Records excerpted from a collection
++++++++++
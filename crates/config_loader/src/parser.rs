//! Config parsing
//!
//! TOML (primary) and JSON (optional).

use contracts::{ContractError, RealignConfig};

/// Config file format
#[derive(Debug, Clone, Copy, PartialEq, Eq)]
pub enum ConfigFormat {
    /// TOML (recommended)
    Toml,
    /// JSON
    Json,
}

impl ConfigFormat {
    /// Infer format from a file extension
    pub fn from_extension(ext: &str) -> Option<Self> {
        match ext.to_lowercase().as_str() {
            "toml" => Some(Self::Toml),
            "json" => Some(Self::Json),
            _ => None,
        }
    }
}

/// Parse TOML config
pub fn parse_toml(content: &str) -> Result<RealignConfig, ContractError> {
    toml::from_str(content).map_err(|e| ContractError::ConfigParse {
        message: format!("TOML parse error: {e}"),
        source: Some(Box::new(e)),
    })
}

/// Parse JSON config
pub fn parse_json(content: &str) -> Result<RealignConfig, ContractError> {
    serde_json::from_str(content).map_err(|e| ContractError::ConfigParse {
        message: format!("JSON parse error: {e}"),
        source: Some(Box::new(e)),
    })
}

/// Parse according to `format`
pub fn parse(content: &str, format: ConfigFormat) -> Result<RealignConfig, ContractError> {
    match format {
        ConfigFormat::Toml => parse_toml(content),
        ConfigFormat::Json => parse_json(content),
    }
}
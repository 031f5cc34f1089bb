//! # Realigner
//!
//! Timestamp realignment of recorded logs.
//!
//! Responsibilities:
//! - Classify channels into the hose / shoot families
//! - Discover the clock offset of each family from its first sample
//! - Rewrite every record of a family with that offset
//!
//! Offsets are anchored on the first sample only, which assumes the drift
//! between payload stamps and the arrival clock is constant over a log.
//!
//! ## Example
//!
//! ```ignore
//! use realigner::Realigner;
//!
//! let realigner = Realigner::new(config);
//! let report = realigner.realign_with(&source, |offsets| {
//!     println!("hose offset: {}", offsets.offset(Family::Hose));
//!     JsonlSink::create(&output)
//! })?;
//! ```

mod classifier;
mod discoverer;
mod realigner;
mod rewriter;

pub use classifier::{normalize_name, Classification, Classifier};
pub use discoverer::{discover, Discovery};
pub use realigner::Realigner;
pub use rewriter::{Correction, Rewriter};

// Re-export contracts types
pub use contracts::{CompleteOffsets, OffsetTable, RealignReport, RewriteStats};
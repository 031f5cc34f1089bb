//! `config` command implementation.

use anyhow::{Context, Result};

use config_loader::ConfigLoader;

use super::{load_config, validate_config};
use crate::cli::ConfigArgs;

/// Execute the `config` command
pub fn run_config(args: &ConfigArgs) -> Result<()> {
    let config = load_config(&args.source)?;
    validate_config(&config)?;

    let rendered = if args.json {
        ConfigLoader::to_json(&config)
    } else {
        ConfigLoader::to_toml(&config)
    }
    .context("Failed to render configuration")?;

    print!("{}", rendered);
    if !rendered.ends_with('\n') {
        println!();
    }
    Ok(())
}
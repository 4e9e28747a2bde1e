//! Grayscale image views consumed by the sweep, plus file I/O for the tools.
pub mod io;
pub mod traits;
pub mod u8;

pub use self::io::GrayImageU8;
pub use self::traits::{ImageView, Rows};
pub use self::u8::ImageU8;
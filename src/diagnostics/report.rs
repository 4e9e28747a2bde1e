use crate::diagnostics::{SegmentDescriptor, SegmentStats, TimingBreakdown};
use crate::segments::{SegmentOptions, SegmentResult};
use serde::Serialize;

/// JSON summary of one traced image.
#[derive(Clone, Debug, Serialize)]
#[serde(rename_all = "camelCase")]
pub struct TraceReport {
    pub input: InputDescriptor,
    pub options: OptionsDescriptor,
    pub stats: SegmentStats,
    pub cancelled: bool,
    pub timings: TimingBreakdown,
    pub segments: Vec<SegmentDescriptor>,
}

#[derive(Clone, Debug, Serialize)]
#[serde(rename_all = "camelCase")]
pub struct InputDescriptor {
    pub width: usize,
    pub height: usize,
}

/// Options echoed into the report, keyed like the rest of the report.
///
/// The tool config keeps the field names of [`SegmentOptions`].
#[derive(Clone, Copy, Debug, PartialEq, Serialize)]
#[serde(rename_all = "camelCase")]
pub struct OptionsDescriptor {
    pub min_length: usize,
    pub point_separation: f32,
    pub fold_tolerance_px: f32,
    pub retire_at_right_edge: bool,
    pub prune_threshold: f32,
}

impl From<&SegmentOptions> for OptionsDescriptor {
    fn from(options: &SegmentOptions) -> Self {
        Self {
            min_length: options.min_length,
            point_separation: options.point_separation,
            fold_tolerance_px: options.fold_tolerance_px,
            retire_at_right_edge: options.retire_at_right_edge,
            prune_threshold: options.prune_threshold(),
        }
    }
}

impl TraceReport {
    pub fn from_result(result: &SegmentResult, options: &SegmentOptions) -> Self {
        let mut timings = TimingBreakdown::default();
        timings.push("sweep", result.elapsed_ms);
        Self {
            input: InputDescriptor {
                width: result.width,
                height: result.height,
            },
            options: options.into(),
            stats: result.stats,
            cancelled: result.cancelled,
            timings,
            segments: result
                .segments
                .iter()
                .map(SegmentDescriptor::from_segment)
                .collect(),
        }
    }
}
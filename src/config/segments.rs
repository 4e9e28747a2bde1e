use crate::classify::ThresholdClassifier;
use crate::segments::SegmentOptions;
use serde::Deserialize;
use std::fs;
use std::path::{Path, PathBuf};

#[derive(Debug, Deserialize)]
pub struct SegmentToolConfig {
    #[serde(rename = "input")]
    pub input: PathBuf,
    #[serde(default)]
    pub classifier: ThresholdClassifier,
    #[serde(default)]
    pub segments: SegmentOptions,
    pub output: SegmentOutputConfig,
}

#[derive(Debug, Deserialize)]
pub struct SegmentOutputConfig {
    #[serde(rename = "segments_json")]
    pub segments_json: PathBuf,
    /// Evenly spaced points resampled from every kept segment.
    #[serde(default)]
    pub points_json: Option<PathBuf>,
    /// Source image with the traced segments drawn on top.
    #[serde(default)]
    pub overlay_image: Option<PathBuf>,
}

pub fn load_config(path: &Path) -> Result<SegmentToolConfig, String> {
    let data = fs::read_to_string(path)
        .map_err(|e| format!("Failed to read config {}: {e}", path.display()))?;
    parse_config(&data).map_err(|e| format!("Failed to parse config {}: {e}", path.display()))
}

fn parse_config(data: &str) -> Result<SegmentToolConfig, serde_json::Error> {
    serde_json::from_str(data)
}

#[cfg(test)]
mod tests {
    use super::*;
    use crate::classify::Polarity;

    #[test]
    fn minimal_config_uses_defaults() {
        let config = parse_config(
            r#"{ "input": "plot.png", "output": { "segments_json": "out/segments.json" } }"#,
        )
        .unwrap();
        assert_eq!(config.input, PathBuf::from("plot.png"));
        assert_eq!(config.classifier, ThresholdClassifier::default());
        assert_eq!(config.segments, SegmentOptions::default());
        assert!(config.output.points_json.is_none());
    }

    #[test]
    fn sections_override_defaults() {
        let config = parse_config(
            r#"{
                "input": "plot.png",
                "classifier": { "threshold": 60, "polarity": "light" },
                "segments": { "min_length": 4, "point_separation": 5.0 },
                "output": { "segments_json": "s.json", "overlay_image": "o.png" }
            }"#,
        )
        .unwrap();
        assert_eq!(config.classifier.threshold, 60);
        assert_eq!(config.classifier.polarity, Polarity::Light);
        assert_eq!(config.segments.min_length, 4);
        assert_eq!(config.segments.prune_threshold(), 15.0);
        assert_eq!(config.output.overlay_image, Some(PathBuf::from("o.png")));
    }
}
++++++++++
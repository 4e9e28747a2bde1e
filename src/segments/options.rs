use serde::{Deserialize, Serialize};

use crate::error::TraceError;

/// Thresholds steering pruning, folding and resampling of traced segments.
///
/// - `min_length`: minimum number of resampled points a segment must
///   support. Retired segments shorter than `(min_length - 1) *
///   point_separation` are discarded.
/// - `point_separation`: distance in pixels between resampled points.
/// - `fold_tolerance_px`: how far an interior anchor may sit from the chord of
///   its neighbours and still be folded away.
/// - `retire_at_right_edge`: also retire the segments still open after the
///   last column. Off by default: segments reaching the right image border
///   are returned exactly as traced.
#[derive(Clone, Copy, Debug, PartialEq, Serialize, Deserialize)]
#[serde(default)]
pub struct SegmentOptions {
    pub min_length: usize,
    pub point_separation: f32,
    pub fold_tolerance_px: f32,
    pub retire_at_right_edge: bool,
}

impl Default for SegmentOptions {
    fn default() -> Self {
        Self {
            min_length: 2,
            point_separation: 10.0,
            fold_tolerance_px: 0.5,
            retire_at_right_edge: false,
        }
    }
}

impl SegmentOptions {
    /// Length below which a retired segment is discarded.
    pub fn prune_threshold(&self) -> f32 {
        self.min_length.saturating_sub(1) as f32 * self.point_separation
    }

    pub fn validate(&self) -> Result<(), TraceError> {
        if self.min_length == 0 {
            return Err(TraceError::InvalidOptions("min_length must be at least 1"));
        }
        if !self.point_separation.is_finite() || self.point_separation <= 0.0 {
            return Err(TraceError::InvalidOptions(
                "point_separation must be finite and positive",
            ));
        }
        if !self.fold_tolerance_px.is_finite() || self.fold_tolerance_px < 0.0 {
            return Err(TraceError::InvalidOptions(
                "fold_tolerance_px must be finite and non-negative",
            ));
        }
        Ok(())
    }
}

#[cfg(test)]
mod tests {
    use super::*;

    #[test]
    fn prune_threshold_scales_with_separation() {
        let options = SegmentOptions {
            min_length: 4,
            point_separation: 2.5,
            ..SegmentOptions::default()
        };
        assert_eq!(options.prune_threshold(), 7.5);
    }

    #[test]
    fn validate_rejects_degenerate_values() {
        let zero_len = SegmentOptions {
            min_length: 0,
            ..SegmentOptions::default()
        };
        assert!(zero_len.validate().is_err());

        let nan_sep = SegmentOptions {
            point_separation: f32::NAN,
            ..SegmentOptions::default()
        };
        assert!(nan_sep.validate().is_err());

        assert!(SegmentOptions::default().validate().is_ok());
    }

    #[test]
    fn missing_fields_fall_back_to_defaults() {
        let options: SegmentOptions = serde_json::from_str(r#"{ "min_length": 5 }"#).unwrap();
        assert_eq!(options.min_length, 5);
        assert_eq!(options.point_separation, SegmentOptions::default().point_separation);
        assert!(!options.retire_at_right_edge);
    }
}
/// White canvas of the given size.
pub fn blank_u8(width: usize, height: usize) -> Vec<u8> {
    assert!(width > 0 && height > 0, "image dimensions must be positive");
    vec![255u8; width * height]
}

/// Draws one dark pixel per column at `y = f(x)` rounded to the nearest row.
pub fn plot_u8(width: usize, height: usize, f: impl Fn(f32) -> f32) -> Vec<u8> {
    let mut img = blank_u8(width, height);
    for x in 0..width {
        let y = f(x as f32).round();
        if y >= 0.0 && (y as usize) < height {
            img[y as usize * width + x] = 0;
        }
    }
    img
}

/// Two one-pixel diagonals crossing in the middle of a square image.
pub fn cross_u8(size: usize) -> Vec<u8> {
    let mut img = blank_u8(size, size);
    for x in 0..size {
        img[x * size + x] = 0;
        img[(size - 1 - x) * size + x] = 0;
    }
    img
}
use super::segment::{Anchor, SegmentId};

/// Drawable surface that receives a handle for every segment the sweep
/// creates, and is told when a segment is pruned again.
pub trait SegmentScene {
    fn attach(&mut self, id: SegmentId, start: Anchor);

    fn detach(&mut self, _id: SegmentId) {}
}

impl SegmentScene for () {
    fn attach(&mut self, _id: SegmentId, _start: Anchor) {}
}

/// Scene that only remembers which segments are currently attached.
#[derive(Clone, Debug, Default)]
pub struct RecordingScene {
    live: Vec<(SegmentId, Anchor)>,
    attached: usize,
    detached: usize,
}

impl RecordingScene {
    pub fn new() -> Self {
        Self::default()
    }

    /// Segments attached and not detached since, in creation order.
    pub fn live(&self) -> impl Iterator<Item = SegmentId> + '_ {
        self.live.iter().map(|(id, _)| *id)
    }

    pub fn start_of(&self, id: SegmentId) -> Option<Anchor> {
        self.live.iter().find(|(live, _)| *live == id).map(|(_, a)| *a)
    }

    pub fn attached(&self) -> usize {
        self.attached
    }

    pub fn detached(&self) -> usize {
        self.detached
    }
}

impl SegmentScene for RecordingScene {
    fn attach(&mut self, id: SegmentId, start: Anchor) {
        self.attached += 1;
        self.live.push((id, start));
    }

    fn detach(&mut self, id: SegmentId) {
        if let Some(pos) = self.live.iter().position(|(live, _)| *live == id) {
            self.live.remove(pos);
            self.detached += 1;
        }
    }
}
++++++++++
**Problem details**
The range runs from the line above containing "#[derive(Debug, Clone, Copy, PartialEq, Eq)]" to the line containing "pub fn parse_toml(content: &str)", inclusive. Restate those lines word for word and no others.

**Response to the exercise**
#[derive(Debug, Clone, Copy, PartialEq, Eq)]
pub enum ConfigFormat {
    /// TOML (recommended)
    Toml,
    /// JSON
    Json,
}

impl ConfigFormat {
    /// Infer format from a file extension
    pub fn from_extension(ext: &str) -> Option<Self> {
        match ext.to_lowercase().as_str() {
            "toml" => Some(Self::Toml),
            "json" => Some(Self::Json),
            _ => None,
        }
    }
}

/// Parse TOML config
pub fn parse_toml(content: &str) -> Result<RealignConfig, ContractError> {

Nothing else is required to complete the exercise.